From the data below, return all lines holding the string "secrecy".

[Saved data entries]
==*==
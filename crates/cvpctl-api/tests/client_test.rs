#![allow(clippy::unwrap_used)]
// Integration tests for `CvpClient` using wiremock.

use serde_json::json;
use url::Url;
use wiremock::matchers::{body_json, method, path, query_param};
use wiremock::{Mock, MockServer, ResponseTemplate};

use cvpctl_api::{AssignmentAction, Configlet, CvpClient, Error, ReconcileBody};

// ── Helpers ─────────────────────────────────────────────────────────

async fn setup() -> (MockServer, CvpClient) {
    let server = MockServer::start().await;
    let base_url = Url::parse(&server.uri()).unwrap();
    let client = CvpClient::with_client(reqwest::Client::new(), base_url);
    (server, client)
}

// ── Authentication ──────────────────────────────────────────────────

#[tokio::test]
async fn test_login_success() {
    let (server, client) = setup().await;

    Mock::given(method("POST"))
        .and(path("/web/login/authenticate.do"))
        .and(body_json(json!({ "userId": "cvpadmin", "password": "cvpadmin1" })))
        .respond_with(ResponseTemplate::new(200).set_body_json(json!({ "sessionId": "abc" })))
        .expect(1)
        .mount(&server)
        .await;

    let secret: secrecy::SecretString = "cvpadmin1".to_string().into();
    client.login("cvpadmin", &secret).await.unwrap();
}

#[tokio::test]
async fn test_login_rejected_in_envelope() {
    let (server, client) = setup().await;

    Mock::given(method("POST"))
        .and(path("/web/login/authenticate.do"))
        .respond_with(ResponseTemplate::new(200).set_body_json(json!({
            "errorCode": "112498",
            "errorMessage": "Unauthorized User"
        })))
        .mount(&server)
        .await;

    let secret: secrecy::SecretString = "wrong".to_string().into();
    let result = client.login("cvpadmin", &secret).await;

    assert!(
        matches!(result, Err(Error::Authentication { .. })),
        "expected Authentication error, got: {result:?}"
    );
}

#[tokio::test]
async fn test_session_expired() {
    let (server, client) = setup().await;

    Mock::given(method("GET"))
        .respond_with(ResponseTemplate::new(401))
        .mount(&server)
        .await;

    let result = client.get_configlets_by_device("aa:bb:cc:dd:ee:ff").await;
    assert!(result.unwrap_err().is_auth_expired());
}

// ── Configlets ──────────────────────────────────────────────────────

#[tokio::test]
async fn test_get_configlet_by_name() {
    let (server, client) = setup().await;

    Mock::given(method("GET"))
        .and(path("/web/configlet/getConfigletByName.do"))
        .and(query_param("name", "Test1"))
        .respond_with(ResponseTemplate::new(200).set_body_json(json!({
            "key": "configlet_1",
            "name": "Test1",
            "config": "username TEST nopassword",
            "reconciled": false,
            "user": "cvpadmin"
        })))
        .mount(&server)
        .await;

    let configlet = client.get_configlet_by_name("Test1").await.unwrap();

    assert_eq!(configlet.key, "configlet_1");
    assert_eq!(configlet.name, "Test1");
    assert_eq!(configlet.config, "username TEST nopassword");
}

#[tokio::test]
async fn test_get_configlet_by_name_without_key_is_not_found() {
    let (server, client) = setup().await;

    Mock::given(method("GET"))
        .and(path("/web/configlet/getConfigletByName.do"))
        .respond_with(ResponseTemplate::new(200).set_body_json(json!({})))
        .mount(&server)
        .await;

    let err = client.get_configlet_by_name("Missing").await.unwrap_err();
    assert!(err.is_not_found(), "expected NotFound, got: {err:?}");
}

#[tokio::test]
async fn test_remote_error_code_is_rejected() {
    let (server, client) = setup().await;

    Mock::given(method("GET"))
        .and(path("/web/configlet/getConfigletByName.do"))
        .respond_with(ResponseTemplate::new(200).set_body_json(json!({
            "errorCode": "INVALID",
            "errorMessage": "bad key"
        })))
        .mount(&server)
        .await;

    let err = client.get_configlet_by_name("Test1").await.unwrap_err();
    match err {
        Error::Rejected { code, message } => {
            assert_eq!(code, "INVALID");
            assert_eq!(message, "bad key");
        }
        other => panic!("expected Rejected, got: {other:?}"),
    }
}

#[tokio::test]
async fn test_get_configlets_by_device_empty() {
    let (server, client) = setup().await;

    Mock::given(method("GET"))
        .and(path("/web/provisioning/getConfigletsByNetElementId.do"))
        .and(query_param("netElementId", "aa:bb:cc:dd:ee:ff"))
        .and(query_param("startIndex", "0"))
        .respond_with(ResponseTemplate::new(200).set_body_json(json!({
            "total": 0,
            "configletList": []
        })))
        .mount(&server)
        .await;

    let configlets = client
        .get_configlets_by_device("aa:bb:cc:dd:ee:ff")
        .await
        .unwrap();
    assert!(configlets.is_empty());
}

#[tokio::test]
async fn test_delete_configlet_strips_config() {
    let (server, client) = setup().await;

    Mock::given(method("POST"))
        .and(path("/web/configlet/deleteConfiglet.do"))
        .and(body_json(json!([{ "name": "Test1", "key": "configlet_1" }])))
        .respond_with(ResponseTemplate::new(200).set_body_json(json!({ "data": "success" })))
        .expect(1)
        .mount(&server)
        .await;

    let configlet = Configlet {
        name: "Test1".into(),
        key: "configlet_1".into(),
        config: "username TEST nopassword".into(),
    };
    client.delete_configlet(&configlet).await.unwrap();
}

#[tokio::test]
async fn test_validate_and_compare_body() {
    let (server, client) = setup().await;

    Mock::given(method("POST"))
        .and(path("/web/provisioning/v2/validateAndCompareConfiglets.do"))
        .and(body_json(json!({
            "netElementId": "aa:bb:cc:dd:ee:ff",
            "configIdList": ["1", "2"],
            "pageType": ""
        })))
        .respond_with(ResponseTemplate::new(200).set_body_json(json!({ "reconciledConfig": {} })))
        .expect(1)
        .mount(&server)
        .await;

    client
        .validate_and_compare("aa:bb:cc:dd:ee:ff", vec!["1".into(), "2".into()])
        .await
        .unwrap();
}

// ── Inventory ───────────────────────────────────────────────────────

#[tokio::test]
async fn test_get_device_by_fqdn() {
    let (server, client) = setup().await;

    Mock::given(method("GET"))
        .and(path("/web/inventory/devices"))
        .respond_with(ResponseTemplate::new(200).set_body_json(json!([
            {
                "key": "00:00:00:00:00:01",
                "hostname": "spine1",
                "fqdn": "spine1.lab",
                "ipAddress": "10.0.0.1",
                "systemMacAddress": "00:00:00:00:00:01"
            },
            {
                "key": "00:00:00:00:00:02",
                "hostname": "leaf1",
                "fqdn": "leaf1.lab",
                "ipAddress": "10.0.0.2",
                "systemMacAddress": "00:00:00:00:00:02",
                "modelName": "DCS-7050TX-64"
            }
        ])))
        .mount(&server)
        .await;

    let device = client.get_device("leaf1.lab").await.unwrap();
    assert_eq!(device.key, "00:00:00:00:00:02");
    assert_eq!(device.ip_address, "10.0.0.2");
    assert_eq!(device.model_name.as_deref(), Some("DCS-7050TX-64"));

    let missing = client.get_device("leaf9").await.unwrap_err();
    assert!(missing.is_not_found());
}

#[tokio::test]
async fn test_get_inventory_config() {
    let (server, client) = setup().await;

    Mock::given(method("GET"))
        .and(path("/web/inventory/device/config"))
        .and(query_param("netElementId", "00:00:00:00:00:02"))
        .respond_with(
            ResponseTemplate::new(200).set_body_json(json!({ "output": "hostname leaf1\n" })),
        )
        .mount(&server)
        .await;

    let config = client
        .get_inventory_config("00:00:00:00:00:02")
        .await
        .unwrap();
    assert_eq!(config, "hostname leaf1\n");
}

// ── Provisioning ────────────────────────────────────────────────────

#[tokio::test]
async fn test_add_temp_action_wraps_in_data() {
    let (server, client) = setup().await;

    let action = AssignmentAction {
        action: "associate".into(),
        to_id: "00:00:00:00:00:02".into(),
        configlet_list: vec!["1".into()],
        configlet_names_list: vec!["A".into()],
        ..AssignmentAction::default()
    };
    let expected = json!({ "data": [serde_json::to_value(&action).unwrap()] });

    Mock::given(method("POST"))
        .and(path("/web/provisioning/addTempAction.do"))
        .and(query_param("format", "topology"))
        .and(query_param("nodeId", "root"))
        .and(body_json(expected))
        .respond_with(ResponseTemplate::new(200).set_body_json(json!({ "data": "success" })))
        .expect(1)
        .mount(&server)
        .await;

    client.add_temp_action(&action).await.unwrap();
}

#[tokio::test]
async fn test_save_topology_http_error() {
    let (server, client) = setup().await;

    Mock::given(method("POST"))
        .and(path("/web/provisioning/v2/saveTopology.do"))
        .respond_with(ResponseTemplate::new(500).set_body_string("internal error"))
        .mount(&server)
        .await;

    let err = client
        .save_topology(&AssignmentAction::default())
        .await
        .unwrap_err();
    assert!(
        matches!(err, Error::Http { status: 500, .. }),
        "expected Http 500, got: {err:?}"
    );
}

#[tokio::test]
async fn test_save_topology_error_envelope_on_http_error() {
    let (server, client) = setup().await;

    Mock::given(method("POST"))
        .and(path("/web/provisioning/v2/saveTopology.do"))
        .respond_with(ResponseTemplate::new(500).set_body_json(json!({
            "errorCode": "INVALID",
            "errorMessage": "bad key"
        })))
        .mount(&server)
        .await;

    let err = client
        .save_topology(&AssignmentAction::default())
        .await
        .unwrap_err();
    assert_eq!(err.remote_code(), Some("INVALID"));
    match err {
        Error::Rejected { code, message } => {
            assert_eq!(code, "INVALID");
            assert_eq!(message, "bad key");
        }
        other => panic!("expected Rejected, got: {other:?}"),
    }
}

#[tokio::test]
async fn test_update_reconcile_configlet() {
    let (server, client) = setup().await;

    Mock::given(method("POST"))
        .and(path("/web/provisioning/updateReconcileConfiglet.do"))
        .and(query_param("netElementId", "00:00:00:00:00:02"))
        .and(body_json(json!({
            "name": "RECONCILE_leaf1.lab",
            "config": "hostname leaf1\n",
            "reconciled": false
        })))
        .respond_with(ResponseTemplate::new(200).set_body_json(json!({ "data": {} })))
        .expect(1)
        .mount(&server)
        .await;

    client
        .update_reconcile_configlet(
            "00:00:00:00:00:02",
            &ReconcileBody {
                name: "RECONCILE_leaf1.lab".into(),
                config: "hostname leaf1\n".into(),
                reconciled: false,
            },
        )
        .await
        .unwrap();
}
==*==
SOLUTION FOR THIS EXERCISE:
    let secret: secrecy::SecretString = "cvpadmin1".to_string().into();
    let secret: secrecy::SecretString = "wrong".to_string().into();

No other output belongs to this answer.